By on October 25, 2018

Starting with the introduction of the 86 (Scion FR-S in North America) in 2012, Toyota began spicing up a brand viewed as being more synonymous with bulletproof reliability than fun. While this manifested itself primarily through more expressive exterior design choices, the brand also introduced performance-tuned GRMN variants in Europe and Japan. It’s also bringing back the Supra, arguably the brand’s most iconic sports car.

Still, a subset of the population looks back at Toyota’s history with a particular fondness for the mid-engined micro machine known as the MR2. Discontinued in 2007, the model was as endearing as it was fun to drive — especially those earlier incarnations, when it looked like a pint-sized Lotus Esprit.
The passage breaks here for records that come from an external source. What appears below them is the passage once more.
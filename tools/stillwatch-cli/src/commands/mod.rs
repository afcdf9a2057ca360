pub mod config;
pub mod events;
pub mod profiles;
pub mod run;
pub mod simulate;
pub mod stills;
//! Bounded motion event history.
//!
//! Holds the most recent [`EVENT_LOG_CAPACITY`] events in memory and
//! rewrites the JSON file after every append. The in-memory copy is
//! authoritative; a failed write is logged and the engine carries on.
//! Readers never wait on file I/O.

use std::collections::VecDeque;
use std::path::{Path, PathBuf};
use std::sync::{Arc, Mutex};

use stillwatch_common::error::{StillwatchError, StillwatchResult};
use stillwatch_model::event::parse_event_log;
use stillwatch_model::MotionEvent;

/// Maximum number of retained events.
pub const EVENT_LOG_CAPACITY: usize = 100;

/// Events returned by [`EventLog::recent`] when no limit is given.
pub const DEFAULT_RECENT_EVENTS: usize = 50;

#[derive(Debug)]
pub struct EventLog {
    path: Option<PathBuf>,
    capacity: usize,
    events: Mutex<VecDeque<MotionEvent>>,
    /// Serializes file writes so the file never goes backwards.
    writer: Mutex<()>,
}

impl EventLog {
    /// A log that is never persisted.
    pub fn in_memory() -> Self {
        Self::with_capacity(None, EVENT_LOG_CAPACITY)
    }

    /// Open a persisted log, reloading any events already on disk.
    ///
    /// An unreadable or corrupt file is logged and treated as empty.
    pub fn open(path: impl Into<PathBuf>) -> Self {
        let path = path.into();
        let log = Self::with_capacity(Some(path.clone()), EVENT_LOG_CAPACITY);
        if path.exists() {
            match load_events(&path) {
                Ok(events) => {
                    let mut guard = log.lock();
                    let skip = events.len().saturating_sub(log.capacity);
                    guard.extend(events.into_iter().skip(skip));
                    tracing::info!(path = %path.display(), events = guard.len(), "Loaded event log");
                }
                Err(e) => {
                    tracing::warn!(path = %path.display(), error = %e, "Ignoring unreadable event log");
                }
            }
        }
        log
    }

    fn with_capacity(path: Option<PathBuf>, capacity: usize) -> Self {
        Self {
            path,
            capacity: capacity.max(1),
            events: Mutex::new(VecDeque::with_capacity(capacity)),
            writer: Mutex::new(()),
        }
    }

    fn lock(&self) -> std::sync::MutexGuard<'_, VecDeque<MotionEvent>> {
        self.events.lock().unwrap_or_else(|e| e.into_inner())
    }

    pub fn path(&self) -> Option<&Path> {
        self.path.as_deref()
    }

    /// Append an event, evicting the oldest past capacity, and persist.
    pub fn append(&self, event: MotionEvent) {
        let _writer = self.writer.lock().unwrap_or_else(|e| e.into_inner());
        let snapshot = {
            let mut events = self.lock();
            events.push_back(event);
            while events.len() > self.capacity {
                events.pop_front();
            }
            self.path.as_ref().map(|_| events.iter().cloned().collect::<Vec<_>>())
        };

        if let (Some(path), Some(events)) = (&self.path, snapshot) {
            if let Err(e) = persist(path, &events) {
                tracing::warn!(path = %path.display(), error = %e, "Failed to persist event log");
            }
        }
    }

    /// [`EventLog::append`] on Tokio's blocking pool.
    pub async fn append_blocking(self: &Arc<Self>, event: MotionEvent) {
        let log = Arc::clone(self);
        if let Err(e) = tokio::task::spawn_blocking(move || log.append(event)).await {
            tracing::warn!(error = %e, "Event log writer task failed");
        }
    }

    /// The newest `limit` events, oldest first.
    pub fn recent(&self, limit: usize) -> Vec<MotionEvent> {
        let events = self.lock();
        let skip = events.len().saturating_sub(limit);
        events.iter().skip(skip).cloned().collect()
    }

    /// All retained events, oldest first.
    pub fn all(&self) -> Vec<MotionEvent> {
        self.lock().iter().cloned().collect()
    }

    pub fn len(&self) -> usize {
        self.lock().len()
    }

    pub fn is_empty(&self) -> bool {
        self.lock().is_empty()
    }
}

/// Read a persisted event log.
pub fn load_events(path: &Path) -> StillwatchResult<Vec<MotionEvent>> {
    if !path.exists() {
        return Err(StillwatchError::FileNotFound {
            path: path.to_path_buf(),
        });
    }
    let content = std::fs::read_to_string(path)?;
    Ok(parse_event_log(&content)?)
}

fn persist(path: &Path, events: &[MotionEvent]) -> StillwatchResult<()> {
    if let Some(parent) = path.parent() {
        std::fs::create_dir_all(parent)?;
    }
    let json = serde_json::to_string_pretty(events)?;
    let tmp = path.with_extension("json.tmp");
    std::fs::write(&tmp, json)?;
    std::fs::rename(&tmp, path)?;
    Ok(())
}

#[cfg(test)]
mod tests {
    use super::*;
    use chrono::{Duration, Local};
    use proptest::prelude::*;

    fn event(n: u32) -> MotionEvent {
        MotionEvent {
            timestamp: Local::now() + Duration::seconds(n as i64),
            pixels_changed: n,
            threshold: Some(500),
        }
    }

    #[test]
    fn recent_returns_the_newest_in_order() {
        let log = EventLog::in_memory();
        for n in 0..10 {
            log.append(event(n));
        }
        let recent: Vec<u32> = log.recent(3).iter().map(|e| e.pixels_changed).collect();
        assert_eq!(recent, vec![7, 8, 9]);
        assert_eq!(log.recent(50).len(), 10);
    }

    #[test]
    fn appends_persist_and_reload() {
        let dir = std::env::temp_dir().join("stillwatch_test_event_log");
        let _ = std::fs::remove_dir_all(&dir);
        let path = dir.join("logs").join("motion_events.json");

        {
            let log = EventLog::open(&path);
            assert!(log.is_empty());
            log.append(event(600));
            log.append(event(700));
        }

        let reloaded = EventLog::open(&path);
        assert_eq!(reloaded.len(), 2);
        assert_eq!(reloaded.all()[1].pixels_changed, 700);
        assert_eq!(load_events(&path).unwrap().len(), 2);

        std::fs::remove_dir_all(&dir).ok();
    }

    #[test]
    fn corrupt_file_starts_empty() {
        let dir = std::env::temp_dir().join("stillwatch_test_event_log_corrupt");
        let _ = std::fs::remove_dir_all(&dir);
        std::fs::create_dir_all(&dir).unwrap();
        let path = dir.join("motion_events.json");
        std::fs::write(&path, "{ not json").unwrap();

        let log = EventLog::open(&path);
        assert!(log.is_empty());
        log.append(event(1));
        assert_eq!(load_events(&path).unwrap().len(), 1);

        std::fs::remove_dir_all(&dir).ok();
    }

    #[test]
    fn unwritable_path_keeps_memory_authoritative() {
        let dir = std::env::temp_dir().join("stillwatch_test_event_log_blocked");
        let _ = std::fs::remove_dir_all(&dir);
        std::fs::create_dir_all(&dir).unwrap();
        let blocker = dir.join("file");
        std::fs::write(&blocker, "x").unwrap();

        let log = EventLog::open(blocker.join("motion_events.json"));
        log.append(event(5));
        assert_eq!(log.len(), 1);

        std::fs::remove_dir_all(&dir).ok();
    }

    #[tokio::test]
    async fn blocking_appends_persist() {
        let dir = std::env::temp_dir().join("stillwatch_test_event_log_blocking");
        let _ = std::fs::remove_dir_all(&dir);
        let path = dir.join("motion_events.json");

        let log = Arc::new(EventLog::open(&path));
        log.append_blocking(event(600)).await;
        log.append_blocking(event(601)).await;

        let persisted = load_events(&path).unwrap();
        assert_eq!(persisted.len(), 2);
        assert_eq!(persisted[1].pixels_changed, 601);

        std::fs::remove_dir_all(&dir).ok();
    }

    proptest! {
        #[test]
        fn bounded_and_fifo(count in 0usize..300) {
            let log = EventLog::in_memory();
            for n in 0..count {
                log.append(event(n as u32));
            }
            let events = log.all();
            prop_assert!(events.len() <= EVENT_LOG_CAPACITY);
            prop_assert_eq!(events.len(), count.min(EVENT_LOG_CAPACITY));
            let first = count.saturating_sub(EVENT_LOG_CAPACITY) as u32;
            for (i, e) in events.iter().enumerate() {
                prop_assert_eq!(e.pixels_changed, first + i as u32);
            }
        }
    }
}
And, as luck would have it, Toyota’s European vice president of sales and marketing Matt Harrison says its return isn’t beyond the realms of possibility. 

Speaking to Autocar at the Paris Motor Show, Harrison admitted the MR2 is in the “discussion stage” and is a favorite contender among the company’s development teams. Toyota CEO Akio Toyoda previously referred to the Supra, Celica, and MR2 as the “Three Brothers,” noting that he’d like to see them all return — but only if a business case can be made.

That’ll be the tough bit. While we’re happy to see the Supra again, we don’t know if the current consumer climate will give it a warm reception. Meanwhile, the 86 went from 18,327 U.S. deliveries in 2013 to just 6,846 last year — and that was a model everyone seemed to be clamoring for. The MR2 would be even more of a niche automobile.

However, if it remained true to form, it would have its odd place in the market all to itself. There’s not a lot of mid-engined two-seaters priced the same as a Honda Accord in production right now. If only there was some way for Toyota to mitigate the risks involved with producing a fun car that almost nobody is going to buy…

Platform-sharing as part of a joint venture might work. After all, Toyota’s partnership with Subaru delivered the 86 and a deal with BMW is what made the Supra possible. But who else would want to build a petite, affordable laugh with the engine in the wrong place?

Toyota might be stuck trying to build this thing on its own and, if that’s to be the case, Autocar suggests it could emerge as a hybrid or pure electric vehicle. Normally we’d cringe over such a suggestion, but the MR2 might be the perfect candidate for electrification. Since it’s sure to be small and lightweight, it’ll have the most to gain from a battery pack and e-mill. It doesn’t have to be practical or excel at long road trips, it just needs to be quick and fun — which an electric motor provides through gobs of instantaneous torque.

Obviously, we’re getting way ahead of ourselves here. Toyota hasn’t confirmed anything and the MR2 doesn’t seem like it’d be a high-volume vehicle in even our wildest fantasies. But the brand has said it wants to build several new BEVs by the mid 2020s and Harrison doesn’t seem opposed to the idea of one of them being an MR2. Would you be interested?

Toyota MR2 AW11, Image: Toyota Europe

[Images: Toyota]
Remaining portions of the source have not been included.